- **DATA EXCERPTS**:
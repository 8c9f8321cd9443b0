//! # Segment Coalescing
//!
//! Single pass over a time-ordered stream that folds adjacent compatible
//! segments into one. Only the trailing output segment is ever mutated; once a
//! later segment is appended the earlier one is final.
//!
//! ## Rules (level ≥ 1)
//!
//! 1. Segments without a concrete label are dropped.
//! 2. Equal label sets merge: confidence becomes the maximum.
//! 3. Segments that both contain automotive merge: labels are unioned and
//!    confidence becomes the maximum. Vehicle detection tends to fragment a
//!    single drive into pieces interleaved with other labels.
//! 4. Anything else closes the trailing segment at the new start and is
//!    appended.
//!
//! At level 0 every segment is appended as-is.

use crate::{ActivityLabels, ActivitySample, ActivitySegment, ProcessingLevel};
use log::warn;

/// Accumulates an ordered, gap-free list of segments.
#[derive(Debug, Clone)]
pub struct Coalescer {
    level: ProcessingLevel,
    segments: Vec<ActivitySegment>,
}

impl Coalescer {
    pub fn new(level: ProcessingLevel) -> Self {
        Self {
            level,
            segments: Vec::new(),
        }
    }

    pub fn with_capacity(level: ProcessingLevel, capacity: usize) -> Self {
        Self {
            level,
            segments: Vec::with_capacity(capacity),
        }
    }

    /// Add one segment, merging it into the trailing one when compatible.
    pub fn push(&mut self, segment: ActivitySegment) {
        let filtering = self.level != ProcessingLevel::Raw;

        if filtering && segment.labels.is_unknown() {
            return;
        }

        if let Some(prev) = self.segments.last_mut() {
            if segment.start_ms < prev.start_ms {
                warn!(
                    "[MotionTimeline] Out-of-order segment: starts at {} before previous start {}",
                    segment.start_ms, prev.start_ms
                );
            }

            if filtering && is_mergeable(prev.labels, segment.labels) {
                prev.labels.insert(segment.labels);
                prev.confidence = prev.confidence.max(segment.confidence);
                prev.end_ms = prev.end_ms.max(segment.end_ms);
                return;
            }

            prev.end_ms = segment.start_ms;
        }

        self.segments.push(segment);
    }

    pub fn push_sample(&mut self, sample: &ActivitySample) {
        self.push(ActivitySegment::from(sample));
    }

    pub fn finish(self) -> Vec<ActivitySegment> {
        self.segments
    }
}

/// Equal label sets, or both sides automotive.
fn is_mergeable(prev: ActivityLabels, next: ActivityLabels) -> bool {
    let identical = prev.is_subset_of(next) && next.is_subset_of(prev);
    identical
        || (prev.contains(ActivityLabels::AUTOMOTIVE) && next.contains(ActivityLabels::AUTOMOTIVE))
}

/// Convert raw samples into segments and coalesce them at `level`.
///
/// # Example
/// ```
/// use motion_timeline::{coalesce, ActivitySample, ProcessingLevel};
///
/// let samples = vec![
///     ActivitySample::walking(0, 1),
///     ActivitySample::walking(30_000, 2),
///     ActivitySample::stationary(60_000, 2),
/// ];
///
/// let segments = coalesce(&samples, ProcessingLevel::Filtered);
/// assert_eq!(segments.len(), 2);
/// assert_eq!(segments[0].end_ms, 60_000);
/// ```
pub fn coalesce(samples: &[ActivitySample], level: ProcessingLevel) -> Vec<ActivitySegment> {
    let mut coalescer = Coalescer::with_capacity(level, samples.len());
    for sample in samples {
        coalescer.push_sample(sample);
    }
    coalescer.finish()
}

/// Coalesce segments that were already built, e.g. after reclassification.
pub fn coalesce_segments<I>(segments: I, level: ProcessingLevel) -> Vec<ActivitySegment>
where
    I: IntoIterator<Item = ActivitySegment>,
{
    let mut coalescer = Coalescer::new(level);
    for segment in segments {
        coalescer.push(segment);
    }
    coalescer.finish()
}

#[cfg(test)]
mod tests {
    use super::*;

    fn sample(labels: ActivityLabels, start_s: i64, end_s: i64, confidence: u8) -> ActivitySample {
        ActivitySample::from_labels(labels, start_s * 1000, end_s * 1000, confidence)
    }

    fn assert_tiled(segments: &[ActivitySegment]) {
        for pair in segments.windows(2) {
            assert!(pair[0].start_ms <= pair[1].start_ms);
            assert_eq!(pair[0].end_ms, pair[1].start_ms);
        }
    }

    #[test]
    fn test_empty_input() {
        assert!(coalesce(&[], ProcessingLevel::Raw).is_empty());
        assert!(coalesce(&[], ProcessingLevel::Filtered).is_empty());
    }

    #[test]
    fn test_raw_keeps_everything() {
        let samples = vec![
            sample(ActivityLabels::WALKING, 0, 0, 1),
            sample(ActivityLabels::WALKING, 10, 10, 1),
            sample(ActivityLabels::UNKNOWN, 20, 20, 0),
            sample(ActivityLabels::AUTOMOTIVE, 30, 30, 2),
        ];

        let segments = coalesce(&samples, ProcessingLevel::Raw);
        assert_eq!(segments.len(), 4);
        assert_eq!(segments[2].labels, ActivityLabels::UNKNOWN);
        assert_tiled(&segments);
    }

    #[test]
    fn test_unknown_dropped_when_filtering() {
        let samples = vec![
            sample(ActivityLabels::WALKING, 0, 0, 1),
            sample(ActivityLabels::UNKNOWN, 20, 20, 0),
            sample(ActivityLabels::STATIONARY, 40, 40, 1),
        ];

        let segments = coalesce(&samples, ProcessingLevel::Filtered);
        assert_eq!(segments.len(), 2);
        assert_eq!(segments[0].labels, ActivityLabels::WALKING);
        // The dropped sample leaves no hole
        assert_eq!(segments[0].end_ms, 40_000);
    }

    #[test]
    fn test_identical_labels_merge_with_max_confidence() {
        let samples = vec![
            sample(ActivityLabels::WALKING, 0, 0, 2),
            sample(ActivityLabels::WALKING, 30, 30, 5),
        ];

        let segments = coalesce(&samples, ProcessingLevel::Filtered);
        assert_eq!(segments.len(), 1);
        assert_eq!(segments[0].confidence, 5);
        assert_eq!(segments[0].start_ms, 0);
    }

    #[test]
    fn test_automotive_stickiness() {
        let samples = vec![
            sample(ActivityLabels::AUTOMOTIVE, 0, 60, 1),
            sample(ActivityLabels::AUTOMOTIVE.union(ActivityLabels::WALKING), 60, 90, 0),
            sample(ActivityLabels::AUTOMOTIVE, 90, 200, 2),
        ];

        let segments = coalesce(&samples, ProcessingLevel::Filtered);
        assert_eq!(segments.len(), 1);
        let drive = &segments[0];
        assert_eq!(drive.start_ms, 0);
        assert_eq!(drive.end_ms, 200_000);
        assert_eq!(drive.labels, ActivityLabels::AUTOMOTIVE.union(ActivityLabels::WALKING));
        assert_eq!(drive.confidence, 2);
    }

    #[test]
    fn test_superset_without_automotive_does_not_merge() {
        let samples = vec![
            sample(ActivityLabels::WALKING, 0, 0, 1),
            sample(ActivityLabels::WALKING.union(ActivityLabels::RUNNING), 10, 10, 1),
        ];

        let segments = coalesce(&samples, ProcessingLevel::Filtered);
        assert_eq!(segments.len(), 2);
        assert_tiled(&segments);
    }

    #[test]
    fn test_merge_only_touches_last_segment() {
        // Walking, then running, then walking again: the second walk must not
        // be folded back into the first.
        let samples = vec![
            sample(ActivityLabels::WALKING, 0, 0, 1),
            sample(ActivityLabels::RUNNING, 10, 10, 1),
            sample(ActivityLabels::WALKING, 20, 20, 1),
        ];

        let segments = coalesce(&samples, ProcessingLevel::Filtered);
        assert_eq!(segments.len(), 3);
        assert_eq!(segments[2].labels, ActivityLabels::WALKING);
        assert_tiled(&segments);
    }

    #[test]
    fn test_recoalescing_is_idempotent() {
        let samples = vec![
            sample(ActivityLabels::STATIONARY, 0, 0, 2),
            sample(ActivityLabels::STATIONARY, 60, 60, 1),
            sample(ActivityLabels::WALKING, 120, 120, 1),
            sample(ActivityLabels::UNKNOWN, 130, 130, 0),
            sample(ActivityLabels::AUTOMOTIVE, 200, 200, 1),
            sample(ActivityLabels::AUTOMOTIVE.union(ActivityLabels::STATIONARY), 400, 400, 2),
            sample(ActivityLabels::WALKING, 900, 950, 1),
        ];

        let once = coalesce(&samples, ProcessingLevel::Filtered);
        let twice = coalesce_segments(once.clone(), ProcessingLevel::Filtered);
        assert_eq!(once, twice);
        assert_tiled(&once);
    }
}
use std::fmt;

/// Splits `name`, `name@range` or `@scope/name@range` into name and range.
///
/// The leading `@` of a scoped name is never a separator; the last `@` after
/// it is. An empty range (`pkg@`) counts as no range.
pub fn split_specifier(spec: &str) -> (&str, Option<&str>) {
    match spec.rfind('@') {
        Some(index) if index > 0 => {
            let (name, range) = (&spec[..index], &spec[index + 1..]);
            if range.is_empty() {
                (name, None)
            } else {
                (name, Some(range))
            }
        }
        _ => (spec, None),
    }
}

/// A requested package: the raw input plus its split name and range.
#[derive(Debug, Clone, PartialEq, Eq)]
pub struct PackageSpec {
    pub raw: String,
    pub name: String,
    pub range: Option<String>,
}

impl PackageSpec {
    pub fn parse(raw: &str) -> Self {
        let raw = raw.trim();
        let (name, range) = split_specifier(raw);
        Self {
            raw: raw.to_string(),
            name: name.to_string(),
            range: range.map(ToOwned::to_owned),
        }
    }

    pub fn with_range(name: &str, range: Option<&str>) -> Self {
        let raw = match range {
            Some(range) => format!("{name}@{range}"),
            None => name.to_string(),
        };
        Self {
            raw,
            name: name.to_string(),
            range: range.map(ToOwned::to_owned),
        }
    }
}

impl fmt::Display for PackageSpec {
    fn fmt(&self, f: &mut fmt::Formatter<'_>) -> fmt::Result {
        f.write_str(&self.raw)
    }
}
use async_trait::async_trait;
use chrono::{DateTime, Utc};
use reqwest::{Client, StatusCode};
use serde::Deserialize;
use serde::de::IgnoredAny;
use serde_json::Value;
use std::collections::BTreeMap;
use std::env;
use std::error::Error as StdError;

use age_guard_core::{PackageMetadata, PackageVersion, RegistryClient, RegistryError};

const DEFAULT_REGISTRY_BASE_URL: &str = "https://registry.npmjs.org";
const REGISTRY_KEY: &str = "npm";

#[derive(Clone)]
pub struct NpmRegistryClient {
    http: Client,
    base_url: String,
}

impl Default for NpmRegistryClient {
    fn default() -> Self {
        Self::new()
    }
}

impl NpmRegistryClient {
    pub fn new() -> Self {
        Self::with_http_client(Client::new())
    }

    pub fn with_http_client(http: Client) -> Self {
        let base_url = env::var("AGE_GUARD_NPM_REGISTRY_BASE_URL")
            .unwrap_or_else(|_| DEFAULT_REGISTRY_BASE_URL.to_string());
        Self { http, base_url }
    }

    pub fn with_base_url(base_url: impl Into<String>) -> Self {
        Self {
            http: Client::new(),
            base_url: base_url.into(),
        }
    }

    fn encode_package_name(package: &str) -> String {
        package.replace('/', "%2f")
    }
}

#[async_trait]
impl RegistryClient for NpmRegistryClient {
    fn registry(&self) -> &'static str {
        REGISTRY_KEY
    }

    async fn fetch_package(&self, package: &str) -> Result<PackageMetadata, RegistryError> {
        let encoded_name = Self::encode_package_name(package);
        let url = format!("{}/{}", self.base_url.trim_end_matches('/'), encoded_name);
        tracing::debug!(%url, "fetching package metadata");

        let response = self
            .http
            .get(&url)
            .header(reqwest::header::ACCEPT, "application/json")
            .send()
            .await
            .map_err(|e| reqwest_transport_error("unable to query npm registry", &url, e))?;

        if response.status() == StatusCode::NOT_FOUND {
            return Err(RegistryError::NotFound {
                registry: REGISTRY_KEY,
                package: package.to_string(),
            });
        }

        if !response.status().is_success() {
            return Err(RegistryError::Transport {
                message: format!("npm registry returned status {}", response.status()),
            });
        }

        let body: NpmPackageResponse =
            response
                .json()
                .await
                .map_err(|e| RegistryError::InvalidResponse {
                    message: format!("failed to parse npm response JSON: {e}"),
                })?;

        Ok(body.into_metadata(package))
    }
}

#[derive(Debug, Deserialize)]
struct NpmPackageResponse {
    #[serde(rename = "dist-tags", default)]
    dist_tags: BTreeMap<String, String>,
    #[serde(default)]
    versions: BTreeMap<String, IgnoredAny>,
    #[serde(default)]
    time: BTreeMap<String, Value>,
}

impl NpmPackageResponse {
    fn into_metadata(self, package: &str) -> PackageMetadata {
        let time = self.time;
        let versions = self
            .versions
            .into_keys()
            .map(|version| {
                let published = time
                    .get(&version)
                    .and_then(Value::as_str)
                    .and_then(parse_publish_time);
                if published.is_none() {
                    tracing::debug!(package, %version, "missing or invalid publish time");
                }
                let entry = PackageVersion {
                    version: version.clone(),
                    published,
                };
                (version, entry)
            })
            .collect();

        PackageMetadata {
            name: package.to_string(),
            latest: self.dist_tags.get("latest").cloned(),
            dist_tags: self.dist_tags,
            versions,
        }
    }
}

fn parse_publish_time(raw: &str) -> Option<DateTime<Utc>> {
    DateTime::parse_from_rfc3339(raw)
        .ok()
        .map(|value| value.with_timezone(&Utc))
}

fn reqwest_transport_error(
    context: &str,
    request_url: &str,
    error: reqwest::Error,
) -> RegistryError {
    let mut details = vec![format!("request_url={request_url}")];

    let mut kinds = Vec::new();
    if error.is_timeout() {
        kinds.push("timeout");
    }
    if error.is_connect() {
        kinds.push("connect");
    }
    if error.is_request() {
        kinds.push("request");
    }
    if error.is_body() {
        kinds.push("body");
    }
    if error.is_decode() {
        kinds.push("decode");
    }
    if kinds.is_empty() {
        kinds.push("unknown");
    }
    details.push(format!("kinds={}", kinds.join(",")));

    let mut sources = Vec::new();
    let mut current = error.source();
    while let Some(source) = current {
        sources.push(source.to_string());
        if sources.len() >= 4 {
            break;
        }
        current = source.source();
    }
    if !sources.is_empty() {
        details.push(format!("source_chain={}", sources.join(" | ")));
    }

    details.push(
        "hint=set AGE_GUARD_NPM_REGISTRY_BASE_URL when a registry mirror is required".to_string(),
    );

    RegistryError::Transport {
        message: format!("{context}: {error}; {}", details.join("; ")),
    }
}

#[cfg(test)]
mod tests {
    use super::*;
    use wiremock::matchers::{method, path};
    use wiremock::{Mock, MockServer, ResponseTemplate};

    #[test]
    fn scoped_names_keep_at_sign_and_escape_slash() {
        assert_eq!(
            NpmRegistryClient::encode_package_name("@types/node"),
            "@types%2fnode"
        );
        assert_eq!(NpmRegistryClient::encode_package_name("lodash"), "lodash");
    }

    #[tokio::test]
    async fn parses_versions_times_and_dist_tags() {
        let mock_server = MockServer::start().await;
        Mock::given(method("GET"))
            .and(path("/demo-lib"))
            .respond_with(ResponseTemplate::new(200).set_body_json(serde_json::json!({
                "name": "demo-lib",
                "dist-tags": { "latest": "1.1.0", "next": "2.0.0-beta.1" },
                "versions": {
                    "1.0.0": { "scripts": {} },
                    "1.1.0": {},
                    "2.0.0-beta.1": {}
                },
                "time": {
                    "created": "2023-12-01T00:00:00.000Z",
                    "modified": "2024-05-01T00:00:00.000Z",
                    "1.0.0": "2024-01-01T00:00:00.000Z",
                    "1.1.0": "not a timestamp"
                }
            })))
            .mount(&mock_server)
            .await;

        let client = NpmRegistryClient::with_base_url(mock_server.uri());
        let metadata = client.fetch_package("demo-lib").await.expect("metadata");

        assert_eq!(metadata.name, "demo-lib");
        assert_eq!(metadata.latest.as_deref(), Some("1.1.0"));
        assert_eq!(
            metadata.dist_tags.get("next").map(String::as_str),
            Some("2.0.0-beta.1")
        );
        assert_eq!(metadata.versions.len(), 3);
        assert_eq!(
            metadata.published("1.0.0").map(|value| value.to_rfc3339()),
            Some("2024-01-01T00:00:00+00:00".to_string())
        );
        assert_eq!(metadata.published("1.1.0"), None);
        assert_eq!(metadata.published("2.0.0-beta.1"), None);
        assert!(!metadata.versions.contains_key("created"));
    }

    #[tokio::test]
    async fn requests_scoped_packages_with_escaped_slash() {
        let mock_server = MockServer::start().await;
        Mock::given(method("GET"))
            .and(path("/@scope%2fpkg"))
            .respond_with(ResponseTemplate::new(200).set_body_json(serde_json::json!({
                "dist-tags": { "latest": "0.1.0" },
                "versions": { "0.1.0": {} },
                "time": { "0.1.0": "2024-01-01T00:00:00Z" }
            })))
            .mount(&mock_server)
            .await;

        let client = NpmRegistryClient::with_base_url(format!("{}/", mock_server.uri()));
        let metadata = client.fetch_package("@scope/pkg").await.expect("metadata");
        assert_eq!(metadata.name, "@scope/pkg");
        assert_eq!(metadata.latest.as_deref(), Some("0.1.0"));
    }

    #[tokio::test]
    async fn maps_404_to_not_found() {
        let mock_server = MockServer::start().await;
        Mock::given(method("GET"))
            .and(path("/missing"))
            .respond_with(ResponseTemplate::new(404))
            .mount(&mock_server)
            .await;

        let client = NpmRegistryClient::with_base_url(mock_server.uri());
        let err = client.fetch_package("missing").await.expect_err("404");
        assert!(matches!(err, RegistryError::NotFound { .. }));
    }

    #[tokio::test]
    async fn maps_5xx_to_transport_error() {
        let mock_server = MockServer::start().await;
        Mock::given(method("GET"))
            .and(path("/flaky"))
            .respond_with(ResponseTemplate::new(503))
            .mount(&mock_server)
            .await;

        let client = NpmRegistryClient::with_base_url(mock_server.uri());
        let err = client.fetch_package("flaky").await.expect_err("503");
        assert!(matches!(err, RegistryError::Transport { .. }));
        assert!(err.to_string().contains("503"));
    }

    #[tokio::test]
    async fn malformed_json_is_invalid_response() {
        let mock_server = MockServer::start().await;
        Mock::given(method("GET"))
            .and(path("/broken"))
            .respond_with(
                ResponseTemplate::new(200).set_body_raw(r#"{"versions": ["#, "application/json"),
            )
            .mount(&mock_server)
            .await;

        let client = NpmRegistryClient::with_base_url(mock_server.uri());
        let err = client.fetch_package("broken").await.expect_err("bad json");
        assert!(matches!(err, RegistryError::InvalidResponse { .. }));
    }
}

- **EXERCISE BRIEF**:
Could you reproduce, exactly, every line above from the line with "pub struct Coalescer" to the line with "if filtering && segment.labels.is_unknown()", and no other line? Both ends count.

- **ANSWER SECTION**:
pub struct Coalescer {
    level: ProcessingLevel,
    segments: Vec<ActivitySegment>,
}

impl Coalescer {
    pub fn new(level: ProcessingLevel) -> Self {
        Self {
            level,
            segments: Vec::new(),
        }
    }

    pub fn with_capacity(level: ProcessingLevel, capacity: usize) -> Self {
        Self {
            level,
            segments: Vec::with_capacity(capacity),
        }
    }

    /// Add one segment, merging it into the trailing one when compatible.
    pub fn push(&mut self, segment: ActivitySegment) {
        let filtering = self.level != ProcessingLevel::Raw;

        if filtering && segment.labels.is_unknown() {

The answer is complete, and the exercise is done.